Dirt

This is a short story I wrote when I was fourteen. I’m busy with the book right now, otherwise I would give ya something new. Enjoy this for now, it’s decent, or so I think. Remember to comment!

DIRT:

Chris was beginning to question the wisdom of the trip. His ancient border collie sat next to him on the front lawn, panting and wheezing in the dew of the morning air. A fog had moved in off the lake overnight and covered the town in a hazy blanket.

Chris looked down onto the sparse layer of grass which, like his dog, like himself, appeared to be balding. He picked up and handful of wet loam and squeezed it in his hand. The drops of water fell off the ball of him palm. He fondled the small mass of earth for a moment before dropping it, wiping his hands on his jeans twice, and slapping both his knees with both hands. He stood. His car, packed with all the things a senile old man might need, or so his doctors implied, waited at the ready. When he had moved a few paces away, his dog slowly stirred and lumbered after him.

Chris was nearing his eightieth birthday, and looked every one of those years. He had bags under his eyes and spotted skin. His hair had transplanted itself from the top of his head to his back. He quivered a little from old age, and as he was sure, an undiagnosed terminal disease.

He pulled his ring of keys out from his pocket and pushed one into the keyhole on the door. The dog leaped in momentarily, and Christopher sat, taking inventory of his trunk. He sighed miserably, noting that an good portion of his truck-space was reserved for his medicines. It was a small trunk, he would admit, but the idea that he was so dependent on anything made him feel vulnerable. Who was he that he couldn’t survive on his own? That he owed his existence to his doctors continued work? And where did it stop?

That was just it. He couldn’t care less when, it was where. He imagined death was just falling asleep, before the dreams came. Sleep wasn’t bad, even if he didn’t dream at all. It would be like never waking up from something he couldn’t remember. The only thing he wanted to know was what he would be surrounded by when it happened. That was the reason for the trip. He wanted control over one last thing. He had told his doctors, and he now wished he hadn’t. Doing this one last thing independent from all outside help was what meant most to him. He was happy to know that his mind hadn’t failed him yet.

When he reached the highway, he briefly checked his hands for dirt, and then patted the back of his dog’s head. His name was Hercules. Fat, waddling Hercules. The model canine. Hercules lifted his head and peered at Chris. The old Volvo rattled on down the interstate.

“Something tells me we won’t get very far,” Chris mentioned to his dog.

The dog barked and put his head out the open window. Chris turned on the radio. He sighed remembering some the family who used to ride in the back seat of his station wagon on long vacations.

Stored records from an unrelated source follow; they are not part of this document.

//! Tenant rows and the processed-feedback read path.

use chrono::{DateTime, Utc};
use rusqlite::params;

use super::{parse_ts, ts, DbError, FeedbackDb};
use crate::types::{FeedbackRecord, Sentiment, Urgency};

impl FeedbackDb {
    // =========================================================================
    // Tenants
    // =========================================================================

    /// Insert a tenant or update its name in place.
    pub fn upsert_tenant(&self, id: &str, name: &str) -> Result<(), DbError> {
        self.conn.execute(
            "INSERT INTO tenants (id, name, created_at) VALUES (?1, ?2, ?3)
             ON CONFLICT(id) DO UPDATE SET name = excluded.name",
            params![id, name, ts(Utc::now())],
        )?;
        Ok(())
    }

    pub fn tenant_exists(&self, id: &str) -> Result<bool, DbError> {
        let exists = self
            .conn
            .prepare("SELECT 1 FROM tenants WHERE id = ?1")?
            .exists(params![id])?;
        Ok(exists)
    }

    // =========================================================================
    // Processed feedback
    // =========================================================================

    /// Insert one processed feedback row. Called by the ingestion/NLP side;
    /// the insight engine itself never writes feedback.
    pub fn insert_feedback(&self, record: &FeedbackRecord) -> Result<(), DbError> {
        let topics_json = serde_json::to_string(&record.topics)?;
        self.conn.execute(
            "INSERT INTO feedback
                (id, tenant_id, product_name, rating, text, source,
                 sentiment, sentiment_score, topics, urgency, processed_at)
             VALUES (?1, ?2, ?3, ?4, ?5, ?6, ?7, ?8, ?9, ?10, ?11)",
            params![
                record.id,
                record.tenant_id,
                record.product_name,
                record.rating,
                record.text,
                record.source,
                record.sentiment,
                record.sentiment_score,
                topics_json,
                record.urgency,
                ts(record.processed_at),
            ],
        )?;
        Ok(())
    }

    /// Fetch the full feedback window for one scope: every row processed at
    /// or after `since`, newest first. `None` scope means all tenants.
    ///
    /// This is the one snapshot the detectors share; they slice it in memory
    /// by sentiment/urgency/product instead of issuing their own queries.
    pub fn fetch_window(
        &self,
        scope: Option<&str>,
        since: DateTime<Utc>,
    ) -> Result<Vec<FeedbackRecord>, DbError> {
        let sql = "SELECT id, tenant_id, product_name, rating, text, source,
                          sentiment, sentiment_score, topics, urgency, processed_at
                   FROM feedback
                   WHERE processed_at >= ?1
                     AND (?2 IS NULL OR tenant_id = ?2)
                   ORDER BY processed_at DESC";

        let mut stmt = self.conn.prepare(sql)?;
        let rows = stmt.query_map(params![ts(since), scope], |row| {
            Ok((
                row.get::<_, String>(0)?,
                row.get::<_, Option<String>>(1)?,
                row.get::<_, Option<String>>(2)?,
                row.get::<_, Option<i32>>(3)?,
                row.get::<_, String>(4)?,
                row.get::<_, Option<String>>(5)?,
                row.get::<_, Sentiment>(6)?,
                row.get::<_, f64>(7)?,
                row.get::<_, String>(8)?,
                row.get::<_, Urgency>(9)?,
                row.get::<_, String>(10)?,
            ))
        })?;

        let mut records = Vec::new();
        for row in rows {
            let (
                id,
                tenant_id,
                product_name,
                rating,
                text,
                source,
                sentiment,
                sentiment_score,
                topics_json,
                urgency,
                processed_at,
            ) = row?;
            records.push(FeedbackRecord {
                id,
                tenant_id,
                product_name,
                rating,
                text,
                source,
                sentiment,
                sentiment_score,
                topics: serde_json::from_str(&topics_json)?,
                urgency,
                processed_at: parse_ts(&processed_at)?,
            });
        }
        Ok(records)
    }

    /// Count feedback rows for a scope (all time). Used for smoke checks.
    pub fn feedback_count(&self, scope: Option<&str>) -> Result<i64, DbError> {
        let count = self.conn.query_row(
            "SELECT COUNT(*) FROM feedback WHERE (?1 IS NULL OR tenant_id = ?1)",
            params![scope],
            |row| row.get(0),
        )?;
        Ok(count)
    }
}

#[cfg(test)]
mod tests {
    use chrono::{Duration, Utc};

    use crate::db::test_utils::test_db;
    use crate::types::{FeedbackRecord, Sentiment, Urgency};

    fn record(id: &str, tenant: Option<&str>, days_ago: i64) -> FeedbackRecord {
        FeedbackRecord {
            id: id.to_string(),
            tenant_id: tenant.map(|t| t.to_string()),
            product_name: None,
            rating: Some(4),
            text: "Arrived on time, works great".to_string(),
            source: Some("csv".to_string()),
            sentiment: Sentiment::Positive,
            sentiment_score: 0.9,
            topics: vec!["delivery".to_string()],
            urgency: Urgency::Low,
            processed_at: Utc::now() - Duration::days(days_ago),
        }
    }

    #[test]
    fn fetch_window_filters_by_time_and_scope() {
        let db = test_db();
        db.upsert_tenant("t1", "Acme").unwrap();
        db.insert_feedback(&record("f1", Some("t1"), 2)).unwrap();
        db.insert_feedback(&record("f2", Some("t1"), 40)).unwrap();
        db.insert_feedback(&record("f3", Some("t2"), 2)).unwrap();
        db.insert_feedback(&record("f4", None, 2)).unwrap();

        let since = Utc::now() - Duration::days(30);

        let scoped = db.fetch_window(Some("t1"), since).unwrap();
        assert_eq!(scoped.len(), 1);
        assert_eq!(scoped[0].id, "f1");

        let global = db.fetch_window(None, since).unwrap();
        assert_eq!(global.len(), 3, "global window spans all tenants");
    }

    #[test]
    fn fetch_window_is_newest_first() {
        let db = test_db();
        db.insert_feedback(&record("old", None, 10)).unwrap();
        db.insert_feedback(&record("new", None, 1)).unwrap();

        let since = Utc::now() - Duration::days(30);
        let rows = db.fetch_window(None, since).unwrap();
        assert_eq!(rows[0].id, "new");
        assert_eq!(rows[1].id, "old");
    }

    #[test]
    fn topics_round_trip_as_json() {
        let db = test_db();
        let mut rec = record("f1", None, 1);
        rec.topics = vec!["délai de livraison".to_string(), "service".to_string()];
        db.insert_feedback(&rec).unwrap();

        let rows = db
            .fetch_window(None, Utc::now() - Duration::days(2))
            .unwrap();
        assert_eq!(rows[0].topics, rec.topics);
    }

    #[test]
    fn feedback_count_spans_all_time_per_scope() {
        let db = test_db();
        db.insert_feedback(&record("f1", Some("t1"), 2)).unwrap();
        db.insert_feedback(&record("f2", Some("t1"), 400)).unwrap();
        db.insert_feedback(&record("f3", None, 2)).unwrap();

        assert_eq!(db.feedback_count(Some("t1")).unwrap(), 2);
        assert_eq!(db.feedback_count(None).unwrap(), 3);
    }

    #[test]
    fn tenant_exists_reflects_upsert() {
        let db = test_db();
        assert!(!db.tenant_exists("t1").unwrap());
        db.upsert_tenant("t1", "Acme").unwrap();
        assert!(db.tenant_exists("t1").unwrap());
        db.upsert_tenant("t1", "Acme Renamed").unwrap();
        assert!(db.tenant_exists("t1").unwrap());
    }
}
//! feedback-pulse: multi-tenant feedback analytics.
//!
//! Takes processed customer feedback (sentiment, topics, urgency already
//! attached), runs a registry of pattern detectors over a time window, and
//! persists deduplicated, severity-ranked insights to SQLite.
//!
//! The flow is `db::FeedbackDb` (storage) -> `detect::engine` (one snapshot,
//! six detectors) -> insight upserts keyed on (scope, type, title) within a
//! 24-hour horizon, so repeated scans refresh rows instead of duplicating
//! them.

pub mod db;
pub mod detect;
pub mod migrations;
pub mod types;

pub use db::{DbError, FeedbackDb, InsightFilter, UpsertOutcome};
pub use detect::{default_engine, generate_for_scope, DetectorContext, EngineError, InsightEngine};
pub use types::{
    FeedbackRecord, Insight, InsightDraft, InsightType, SampleFeedback, ScanSummary, Sentiment,
    Severity, Urgency,
};
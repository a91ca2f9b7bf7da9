//! Shared severity scoring and canned-recommendation helpers.

use crate::types::Severity;

/// Severity from how widespread a finding is. Both axes escalate: a topic
/// qualifies for a band by crossing either the percentage or the absolute
/// count threshold.
pub fn severity_for(count: usize, percentage: f64) -> Severity {
    if percentage > 50.0 || count > 20 {
        Severity::Critical
    } else if percentage > 30.0 || count > 10 {
        Severity::High
    } else if percentage > 15.0 || count > 5 {
        Severity::Medium
    } else {
        Severity::Low
    }
}

/// Canned remediation lines keyed by topic substring.
const TOPIC_RECOMMENDATIONS: &[(&str, &str)] = &[
    (
        "delivery",
        "Review logistics processes. Consider partnering with faster shipping providers.",
    ),
    (
        "quality",
        "Conduct quality assurance review. Inspect manufacturing processes.",
    ),
    (
        "service",
        "Provide additional customer service training. Review response protocols.",
    ),
    (
        "price",
        "Analyze pricing strategy. Consider competitor pricing and value proposition.",
    ),
    (
        "packaging",
        "Review packaging materials and methods. Ensure adequate protection.",
    ),
    (
        "performance",
        "Conduct technical performance testing. Optimize system resources.",
    ),
    (
        "battery",
        "Test battery performance. Consider hardware or software optimizations.",
    ),
];

/// Recommendation for a complaint topic: first matching substring wins,
/// case-insensitive; generic investigate-and-gather fallback otherwise.
pub fn recommendation_for_topic(topic: &str) -> String {
    let lowered = topic.to_lowercase();
    for (key, rec) in TOPIC_RECOMMENDATIONS {
        if lowered.contains(key) {
            return (*rec).to_string();
        }
    }
    format!(
        "Investigate issues related to {}. Gather more customer feedback and implement targeted improvements.",
        topic
    )
}

/// Product-level recommendation templated with the top issues, or a generic
/// quality-review message when no issues were attributable.
pub fn recommendation_for_product(product: &str, issues: &[String]) -> String {
    if issues.is_empty() {
        return format!(
            "Review {} for quality issues. Conduct customer interviews.",
            product
        );
    }

    let issue_str = issues
        .iter()
        .take(2)
        .cloned()
        .collect::<Vec<_>>()
        .join(", ");
    format!(
        "Priority actions for {}:\n\
         1. Address {} immediately\n\
         2. Contact affected customers\n\
         3. Consider product recall if safety-critical\n\
         4. Improve quality control processes",
        product, issue_str
    )
}

/// Word-wise title casing: the first letter of every alphabetic run is
/// uppercased, the rest lowercased. Non-alphabetic characters reset the run,
/// so "wi-fi setup" becomes "Wi-Fi Setup".
pub fn title_case(s: &str) -> String {
    let mut out = String::with_capacity(s.len());
    let mut at_word_start = true;
    for c in s.chars() {
        if c.is_alphabetic() {
            if at_word_start {
                out.extend(c.to_uppercase());
            } else {
                out.extend(c.to_lowercase());
            }
            at_word_start = false;
        } else {
            out.push(c);
            at_word_start = true;
        }
    }
    out
}

#[cfg(test)]
mod tests {
    use super::*;

    #[test]
    fn severity_bands() {
        assert_eq!(severity_for(3, 10.0), Severity::Low);
        assert_eq!(severity_for(6, 10.0), Severity::Medium);
        assert_eq!(severity_for(3, 16.0), Severity::Medium);
        assert_eq!(severity_for(11, 10.0), Severity::High);
        assert_eq!(severity_for(3, 31.0), Severity::High);
        assert_eq!(severity_for(21, 10.0), Severity::Critical);
        assert_eq!(severity_for(3, 51.0), Severity::Critical);
    }

    #[test]
    fn severity_boundaries_are_exclusive() {
        // 30% is not >30, 15% is not >15, 50% is not >50
        assert_eq!(severity_for(6, 30.0), Severity::Medium);
        assert_eq!(severity_for(0, 15.0), Severity::Low);
        assert_eq!(severity_for(0, 50.0), Severity::High);
        // counts: 5 is not >5, 10 is not >10, 20 is not >20
        assert_eq!(severity_for(5, 0.0), Severity::Low);
        assert_eq!(severity_for(10, 16.0), Severity::Medium);
        assert_eq!(severity_for(20, 31.0), Severity::High);
    }

    #[test]
    fn severity_is_monotonic() {
        let counts = [0usize, 3, 5, 6, 10, 11, 20, 21, 40];
        let pcts = [0.0f64, 10.0, 15.1, 16.0, 30.1, 40.0, 50.1, 80.0];
        for (i, &c1) in counts.iter().enumerate() {
            for &c2 in &counts[i..] {
                for &p in &pcts {
                    assert!(
                        severity_for(c1, p) <= severity_for(c2, p),
                        "count {} -> {} regressed severity at {}%",
                        c1,
                        c2,
                        p
                    );
                }
            }
        }
        for &c in &counts {
            for (i, &p1) in pcts.iter().enumerate() {
                for &p2 in &pcts[i..] {
                    assert!(severity_for(c, p1) <= severity_for(c, p2));
                }
            }
        }
    }

    #[test]
    fn topic_recommendation_matches_substring_case_insensitive() {
        assert!(recommendation_for_topic("Late Delivery").contains("logistics"));
        assert!(recommendation_for_topic("BATTERY LIFE").contains("battery performance"));
        let generic = recommendation_for_topic("app crashes");
        assert!(generic.contains("Investigate issues related to app crashes"));
    }

    #[test]
    fn product_recommendation_uses_top_two_issues() {
        let rec = recommendation_for_product(
            "Widget A",
            &[
                "quality".to_string(),
                "packaging".to_string(),
                "price".to_string(),
            ],
        );
        assert!(rec.contains("Address quality, packaging immediately"));
        assert!(!rec.contains("price"));

        let fallback = recommendation_for_product("Widget B", &[]);
        assert!(fallback.contains("Review Widget B for quality issues"));
    }

    #[test]
    fn title_case_handles_separators() {
        assert_eq!(title_case("delivery"), "Delivery");
        assert_eq!(title_case("customer service"), "Customer Service");
        assert_eq!(title_case("wi-fi setup"), "Wi-Fi Setup");
        assert_eq!(title_case("BATTERY LIFE"), "Battery Life");
    }
}
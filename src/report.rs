// src/report.rs
// =============================================================================
// This module defines the Reporter - our output sink for progress messages.
//
// Instead of a process-wide global logger, every component receives its own
// (cheap, Copy) Reporter value. That keeps output behavior explicit: you can
// see exactly which parts of the program are allowed to talk to the user,
// and tests can hand components a quiet Reporter.
//
// Verbosity levels:
// - 0 (--quiet): errors and warnings only
// - 1 (default): progress messages
// - 2 (-V -V):   per-bookmark debug chatter
//
// Rust concepts:
// - Copy types: Reporter is two bytes, so we pass it by value everywhere
// - Methods on structs: behavior attached to data with impl blocks
// =============================================================================

/// Destination for human-readable progress output, with a verbosity gate.
///
/// Errors and warnings go to stderr and are never suppressed; info and
/// debug messages go to stdout when the verbosity level allows them.
#[derive(Debug, Clone, Copy, PartialEq, Eq)]
pub struct Reporter {
    level: u8,
}

impl Reporter {
    /// Build a reporter from the CLI flags.
    ///
    /// `quiet` wins over any number of -V flags; otherwise the level is
    /// 1 (the default) plus one per repeated -V.
    pub fn from_flags(verbose: u8, quiet: bool) -> Self {
        let level = if quiet { 0 } else { 1 + verbose };
        Reporter { level }
    }

    /// A reporter that only ever emits errors and warnings.
    /// Handy default for tests.
    pub fn quiet() -> Self {
        Reporter { level: 0 }
    }

    /// Progress messages shown at the default verbosity.
    pub fn info(&self, msg: &str) {
        if self.level >= 1 {
            println!("{}", msg);
        }
    }

    /// Per-item chatter, only shown with -V -V.
    pub fn debug(&self, msg: &str) {
        if self.level >= 2 {
            println!("{}", msg);
        }
    }

    /// Non-fatal problems. Always shown, on stderr.
    pub fn warn(&self, msg: &str) {
        eprintln!("Warning: {}", msg);
    }

    /// Errors the pipeline recovered from. Always shown, on stderr.
    pub fn error(&self, msg: &str) {
        eprintln!("Error: {}", msg);
    }
}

A bus of young children passed him around exit one-hundred and two. They stared at him. Just as one of them may have had a realization that he had once been a child a long time ago, Chris thought of it too. It was not such a simple thing to think after all. It surprised his how hurt he felt, that youth still existed in places, even after he had become old. That there were young lives just beginning, embittered him.

Somewhere outside of Syracuse, Chris stopped for directions, having past the same church seven times. Chris lowered the window further and pulled Hercules’s collar so that the dog flopped into the back seat.

A young woman bent at the hip and looked into the car, across the passenger’s side. She tucked a lock of long blonde hair behind her ear. She had gentle features, smooth skin, all in all very feminine and quite striking in her looks.

“Looking for something, I take it?” Her voice was firm and calming.

Chris had never been a womanizer, and he was probably sixty years her senior. Still, he questioned how he might have acted differently were he a younger man.

“Yes, uh, I’m sorry but, can you point me towards,” he fingered an area on his map, “Lake Cazenovia?”

“Mhmm,” she pointed and explained that it was south by south east, “And it’s no trouble, you don’t have to apologize.”

Chris sighed and looked at her, he thanked her probably more than he needed to.

Playing it by the day, as he always had, Chris put the car into gear, and pulled away.